Prague, Czech Republic — The US government attempted to tell the Czech President where he should and should not travel…. And this pissed him off. The US government advised President Milos Zeman, through its ambassador in Prague, to stay away from a World War II commemoration in Russia.
This phony attempt to show Russia as a diplomatically isolated country backfired, when the Czech President not only ignored the US Ambassador’s advice, but banned him from attending any formal events at the castle. President Zeman had this to say:
I can’t imagine the Czech ambassador in Washington would give advice to the American President where to travel. I won’t let any ambassador have a say about my foreign travels.
The incident proves that some Russia is far from isolated, with countries that are more than willing to stand against the aggressive bully that is the US of A. More importantly, it has demonstrated to the world that the isolation of Russia is a manufactured construct based entirely on the US’s diplomatic efforts, rather than any action that Russia had/had not taken on its own.

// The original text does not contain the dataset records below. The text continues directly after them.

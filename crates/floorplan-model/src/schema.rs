// This Source Code Form is subject to the terms of the Mozilla Public
// License, v. 2.0. If a copy of the MPL was not distributed with this
// file, You can obtain one at https://mozilla.org/MPL/2.0/.

//! Schema Registry - static field constraints of every document shape
//!
//! Each [`Shape`] (entity or nested object) maps to an ordered list of
//! [`FieldSpec`]s: name, required flag, value type, range and range policy,
//! unit and default. The registry is pure data; the schema checker and the
//! normalizer both walk it generically instead of hard-coding per-entity
//! rules.
//!
//! Shapes form a closed enum, so asking for an unknown entity kind is a
//! compile-time error rather than a runtime failure.

use crate::{fields, EntityKind};
use rustc_hash::{FxHashMap, FxHashSet};
use serde_json::{Map, Value};
use std::fmt;
use std::sync::OnceLock;

/// Every object shape that appears in a document
#[derive(Clone, Copy, Debug, PartialEq, Eq, Hash)]
pub enum Shape {
    // Hierarchy
    Project,
    ProjectSettings,
    Floor,
    Drawing,
    Design,
    DesignSettings,

    // Entities
    Item,
    Line,
    Wall,
    Opening,
    Area,
    Surface,
    Label,
    Camera,
    FloorCamera,

    // Shared bases
    GenericArea,

    // Nested objects
    Point,
    Vertex,
    Endpoint,
    OffsetLine,
    ItemLight,
    ItemConfiguration,
    WallDecorPair,
    DecorTexture,
    DecorComponent,
    DecorColor,
    Texture,
    OpeningMaterialColor,
    OpeningMaterialAsset,
    OpeningMaterialVariant,
    ThresholdColor,
    MaterialMetadata,
    Thumb,
    AreaCeilingColor,
    AreaCeilingComponent,
    SurfaceCeiling,
    LightSettings,
    BackgroundPlane,
    BackgroundSphere,
}

impl Shape {
    /// Entity kind reported for findings on this shape, if it is an entity
    pub fn entity_kind(&self) -> Option<EntityKind> {
        match self {
            Shape::Project => Some(EntityKind::Project),
            Shape::ProjectSettings => Some(EntityKind::ProjectSettings),
            Shape::Floor => Some(EntityKind::Floor),
            Shape::Drawing => Some(EntityKind::Drawing),
            Shape::Design => Some(EntityKind::Design),
            Shape::DesignSettings => Some(EntityKind::DesignSettings),
            Shape::Item => Some(EntityKind::Item),
            Shape::Line => Some(EntityKind::Line),
            Shape::Wall => Some(EntityKind::Wall),
            Shape::Opening => Some(EntityKind::Opening),
            Shape::Area => Some(EntityKind::Area),
            Shape::Surface => Some(EntityKind::Surface),
            Shape::Label => Some(EntityKind::Label),
            Shape::Camera => Some(EntityKind::Camera),
            Shape::FloorCamera => Some(EntityKind::FloorCamera),
            _ => None,
        }
    }

    /// Shape whose fields this shape inherits
    pub fn parent(&self) -> Option<Shape> {
        match self {
            Shape::Area | Shape::Surface => Some(Shape::GenericArea),
            Shape::FloorCamera => Some(Shape::Camera),
            _ => None,
        }
    }

    /// Own fields, without inherited ones
    pub fn own_fields(&self) -> &'static [FieldSpec] {
        fields::own_fields(*self)
    }

    /// All fields, inherited ones first
    pub fn fields(&self) -> impl Iterator<Item = &'static FieldSpec> {
        let parent: &'static [FieldSpec] = self.parent().map(|p| p.own_fields()).unwrap_or(&[]);
        parent.iter().chain(self.own_fields().iter())
    }

    /// Look up a single field by name (including inherited ones)
    pub fn field(&self, name: &str) -> Option<&'static FieldSpec> {
        SchemaRegistry::global().field(*self, name)
    }

    /// Check whether a field name belongs to this shape
    pub fn has_field(&self, name: &str) -> bool {
        SchemaRegistry::global().has_field(*self, name)
    }

    /// Names of the required fields
    pub fn required_fields(&self) -> impl Iterator<Item = &'static str> {
        self.fields().filter(|f| f.required).map(|f| f.name)
    }

    /// Whether every required field is present (and not null) in a raw object
    pub fn matches(&self, object: &Map<String, Value>) -> bool {
        self.required_fields()
            .all(|name| object.get(name).map(|v| !v.is_null()).unwrap_or(false))
    }

    /// First candidate whose required fields are all present
    pub fn first_match(candidates: &[Shape], object: &Map<String, Value>) -> Option<Shape> {
        candidates.iter().copied().find(|shape| shape.matches(object))
    }

    /// Variant of a tagged union selected by the tag value
    pub fn tagged_variant(
        variants: &[(&'static str, Shape)],
        tag_value: &str,
    ) -> Option<Shape> {
        variants
            .iter()
            .find(|(name, _)| *name == tag_value)
            .map(|(_, shape)| *shape)
    }
}

impl fmt::Display for Shape {
    fn fmt(&self, f: &mut fmt::Formatter<'_>) -> fmt::Result {
        fmt::Debug::fmt(self, f)
    }
}

/// Physical unit of a numeric field
#[derive(Clone, Copy, Debug, PartialEq, Eq, Hash)]
pub enum Unit {
    Centimeter,
    Degree,
    Percentage,
    Pixel,
}

impl Unit {
    pub fn symbol(&self) -> &'static str {
        match self {
            Unit::Centimeter => "cm",
            Unit::Degree => "°",
            Unit::Percentage => "%",
            Unit::Pixel => "px",
        }
    }
}

/// Value type of a field
#[derive(Clone, Copy, Debug, PartialEq)]
pub enum FieldType {
    Number,
    Integer,
    Boolean,
    Text,
    /// String or number
    Color,
    /// Text holding a UUID
    Uuid,
    /// Text holding a material asset id (`rs-<n>`)
    MaterialId,
    /// One of a fixed set of strings
    Enum(&'static [&'static str]),
    /// One of a fixed set of integers
    IntEnum(&'static [i64]),
    /// `[0|1, 0|1]`
    FlagPair,
    /// Nested object
    Object(Shape),
    /// Array of objects
    List(Shape),
    /// Object with arbitrary keys and uniformly typed values
    Map(&'static FieldType),
    /// Like `Map`, but an empty array is accepted in place of an empty object
    MapOrEmptyList(&'static FieldType),
    /// Union resolved to the first shape whose required fields are all present
    OneOf(&'static [Shape]),
    /// Union discriminated by a string field
    Tagged {
        tag: &'static str,
        variants: &'static [(&'static str, Shape)],
    },
}

impl FieldType {
    /// Human-readable type name for messages
    pub fn describe(&self) -> &'static str {
        match self {
            FieldType::Number => "number",
            FieldType::Integer | FieldType::IntEnum(_) => "integer",
            FieldType::Boolean => "boolean",
            FieldType::Text | FieldType::Uuid | FieldType::MaterialId | FieldType::Enum(_) => {
                "string"
            }
            FieldType::Color => "string or number",
            FieldType::FlagPair => "pair of 0/1",
            FieldType::Object(_)
            | FieldType::Map(_)
            | FieldType::OneOf(_)
            | FieldType::Tagged { .. } => "object",
            FieldType::MapOrEmptyList(_) => "object or empty array",
            FieldType::List(_) => "array",
        }
    }
}

/// Inclusive numeric range (optionally exclusive at the lower bound)
#[derive(Clone, Copy, Debug, PartialEq)]
pub struct Range {
    pub min: f64,
    pub max: f64,
    pub min_exclusive: bool,
}

impl Range {
    pub const fn new(min: f64, max: f64) -> Self {
        Self {
            min,
            max,
            min_exclusive: false,
        }
    }

    /// `[min, ∞)`
    pub const fn at_least(min: f64) -> Self {
        Self::new(min, f64::INFINITY)
    }

    /// `(0, ∞)`
    pub const fn positive() -> Self {
        Self {
            min: 0.0,
            max: f64::INFINITY,
            min_exclusive: true,
        }
    }

    /// `[-180, 180]`
    pub const fn degrees() -> Self {
        Self::new(-180.0, 180.0)
    }

    /// `[0, 100]`
    pub const fn percent() -> Self {
        Self::new(0.0, 100.0)
    }

    /// `[0, 1]`
    pub const fn unit_interval() -> Self {
        Self::new(0.0, 1.0)
    }

    pub fn contains(&self, value: f64) -> bool {
        let above = if self.min_exclusive {
            value > self.min
        } else {
            value >= self.min
        };
        above && value <= self.max
    }

    /// Nearest value inside the range (the lower bound for exclusive ranges)
    pub fn clamp(&self, value: f64) -> f64 {
        value.clamp(self.min, self.max)
    }

    /// Wrap a periodic value (angles) into the range
    pub fn wrap(&self, value: f64) -> f64 {
        if self.contains(value) {
            return value;
        }
        let span = self.max - self.min;
        (value - self.min).rem_euclid(span) + self.min
    }
}

impl fmt::Display for Range {
    fn fmt(&self, f: &mut fmt::Formatter<'_>) -> fmt::Result {
        let open = if self.min_exclusive { '(' } else { '[' };
        if self.max.is_infinite() {
            write!(f, "{}{}, ∞)", open, self.min)
        } else {
            write!(f, "{}{}, {}]", open, self.min, self.max)
        }
    }
}

/// What to do with a value outside its range
#[derive(Clone, Copy, Debug, PartialEq, Eq, Hash)]
pub enum RangePolicy {
    /// Snap to the nearest bound (warning)
    Clamp,
    /// Wrap periodic values such as angles (warning)
    Wrap,
    /// Leave untouched and report an error
    Reject,
    /// Range is restored by geometry normalization; no schema finding
    Derived,
}

/// Defaults that depend on context rather than a constant
#[derive(Clone, Copy, Debug, PartialEq, Eq, Hash)]
pub enum Derivation {
    /// Item `z_height`: owning floor height minus item elevation, at least 0
    HeightBelowFloorCeiling,
    /// `[0, 0]` on doors, absent on windows
    DoorUnmirrored,
    /// Door `threshold`: `{color: frameColor}` when the door has a frame color
    DoorThresholdFromFrame,
}

/// Default value of an optional field
#[derive(Clone, Copy, Debug, PartialEq)]
pub enum DefaultValue {
    Number(f64),
    Bool(bool),
    Text(&'static str),
    FlagPair([i64; 2]),
    Derived(Derivation),
}

/// Constraint record of one field
#[derive(Clone, Copy, Debug, PartialEq)]
pub struct FieldSpec {
    pub name: &'static str,
    pub required: bool,
    pub ty: FieldType,
    pub range: Option<Range>,
    pub policy: RangePolicy,
    pub unit: Option<Unit>,
    pub default: Option<DefaultValue>,
}

impl FieldSpec {
    pub const fn required(name: &'static str, ty: FieldType) -> Self {
        Self {
            name,
            required: true,
            ty,
            range: None,
            policy: RangePolicy::Reject,
            unit: None,
            default: None,
        }
    }

    pub const fn optional(name: &'static str, ty: FieldType) -> Self {
        Self {
            required: false,
            ..Self::required(name, ty)
        }
    }

    pub const fn unit(self, unit: Unit) -> Self {
        Self {
            unit: Some(unit),
            ..self
        }
    }

    pub const fn range(self, range: Range, policy: RangePolicy) -> Self {
        Self {
            range: Some(range),
            policy,
            ..self
        }
    }

    pub const fn default_value(self, default: DefaultValue) -> Self {
        Self {
            default: Some(default),
            ..self
        }
    }
}

/// Name index over the static tables
pub struct SchemaRegistry {
    index: FxHashMap<(Shape, &'static str), &'static FieldSpec>,
    names: FxHashSet<(Shape, &'static str)>,
}

impl SchemaRegistry {
    /// Process-wide registry, built on first use
    pub fn global() -> &'static SchemaRegistry {
        static REGISTRY: OnceLock<SchemaRegistry> = OnceLock::new();
        REGISTRY.get_or_init(SchemaRegistry::build)
    }

    fn build() -> Self {
        let mut index = FxHashMap::default();
        let mut names = FxHashSet::default();
        for &shape in fields::ALL_SHAPES {
            for spec in shape.fields() {
                index.insert((shape, spec.name), spec);
                names.insert((shape, spec.name));
            }
        }
        Self { index, names }
    }

    /// Ordered field constraints of a shape (inherited fields first)
    pub fn field_spec(&self, shape: Shape) -> Vec<&'static FieldSpec> {
        shape.fields().collect()
    }

    pub fn field(&self, shape: Shape, name: &str) -> Option<&'static FieldSpec> {
        self.index.get(&(shape, name)).copied()
    }

    pub fn has_field(&self, shape: Shape, name: &str) -> bool {
        self.names.contains(&(shape, name))
    }

    /// Number of indexed `(shape, field)` pairs
    pub fn len(&self) -> usize {
        self.index.len()
    }

    pub fn is_empty(&self) -> bool {
        self.index.is_empty()
    }
}

/// Ordered field constraints of a shape
pub fn field_spec(shape: Shape) -> Vec<&'static FieldSpec> {
    SchemaRegistry::global().field_spec(shape)
}

#[cfg(test)]
mod tests {
    use super::*;

    #[test]
    fn test_range_contains_and_clamp() {
        let scale = Range::new(10.0, 400.0);
        assert!(scale.contains(10.0));
        assert!(!scale.contains(401.0));
        assert_eq!(scale.clamp(500.0), 400.0);
        assert_eq!(scale.clamp(2.0), 10.0);

        let positive = Range::positive();
        assert!(!positive.contains(0.0));
        assert!(positive.contains(0.1));
    }

    #[test]
    fn test_range_wrap_degrees() {
        let deg = Range::degrees();
        assert_eq!(deg.wrap(90.0), 90.0);
        assert_eq!(deg.wrap(180.0), 180.0);
        assert_eq!(deg.wrap(270.0), -90.0);
        assert_eq!(deg.wrap(-190.0), 170.0);
        assert!(deg.contains(deg.wrap(900.0)));
    }

    #[test]
    fn test_inherited_fields() {
        let names: Vec<_> = Shape::Area.fields().map(|f| f.name).collect();
        assert!(names.contains(&"patternScale"));
        assert!(names.contains(&"poly"));
        assert!(Shape::FloorCamera.has_field("id"));
        assert!(Shape::FloorCamera.has_field("lightSettings"));
        assert!(!Shape::Camera.has_field("id"));
    }

    #[test]
    fn test_field_lookup() {
        let spec = Shape::Area.field("patternScale").unwrap();
        assert_eq!(spec.range, Some(Range::new(10.0, 400.0)));
        assert_eq!(spec.policy, RangePolicy::Clamp);

        let spec = Shape::Item.field("width").unwrap();
        assert_eq!(spec.policy, RangePolicy::Reject);
        assert_eq!(spec.unit, Some(Unit::Centimeter));

        let spec = Shape::Label.field("backgroundAlpha").unwrap();
        assert_eq!(spec.default, Some(DefaultValue::Number(100.0)));
    }

    #[test]
    fn test_every_shape_has_fields() {
        for &shape in fields::ALL_SHAPES {
            assert!(shape.fields().next().is_some(), "{} has no fields", shape);
        }
        assert!(!SchemaRegistry::global().is_empty());
    }

    #[test]
    fn test_first_match() {
        let decor = serde_json::json!({"refid": "tile-3"});
        let decor = decor.as_object().unwrap();
        assert_eq!(
            Shape::first_match(&[Shape::DecorTexture, Shape::DecorComponent], decor),
            Some(Shape::DecorComponent)
        );
        assert_eq!(Shape::first_match(&[Shape::DecorTexture], decor), None);
        assert_eq!(
            Shape::tagged_variant(&[("plane", Shape::BackgroundPlane)], "plane"),
            Some(Shape::BackgroundPlane)
        );
    }

    #[test]
    fn test_required_fields_of_wall() {
        let required: Vec<_> = Shape::Wall.required_fields().collect();
        assert_eq!(
            required,
            vec!["a", "b", "az", "bz", "left", "right", "openings", "thickness", "balance"]
        );
    }
}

If Russia were to host an event honoring World War II veterans on its own, a noble cause if there ever was one and held in a country that had suffered worst from it, it will do so not because the international community has chosen to ostracize the nation but rather because the United States has succeeded in bullying smaller nations.
Relations have been tense ever since the US-backed coup in Ukraine failed to transfer power to the “chosen ones”, and resulted in civil war that destroyed those the side of the country that disagreed with this seizing of power. Remember who immediately used the military to quash resistance, an originally peaceful occupation of government buildings that had mirrored the protests in Maidan, less the molatovs being thrown into the faces of the riot police.
As China’s new competitor to the US-backed World Bank gains traction, US bullying directed through its embassies is going to become trickier. The cash flow sustained by the World Bank have kept many countries subservient to the US out of necessity, but for the first time, the international banking institution will have a direct competitor.
The only questions that come to my mind, is when will the US mainstream media start to demonize the Czechs, and how will they do so in a manner that would allow some “pro-democracy” activists to seize power? We will see how this turns out.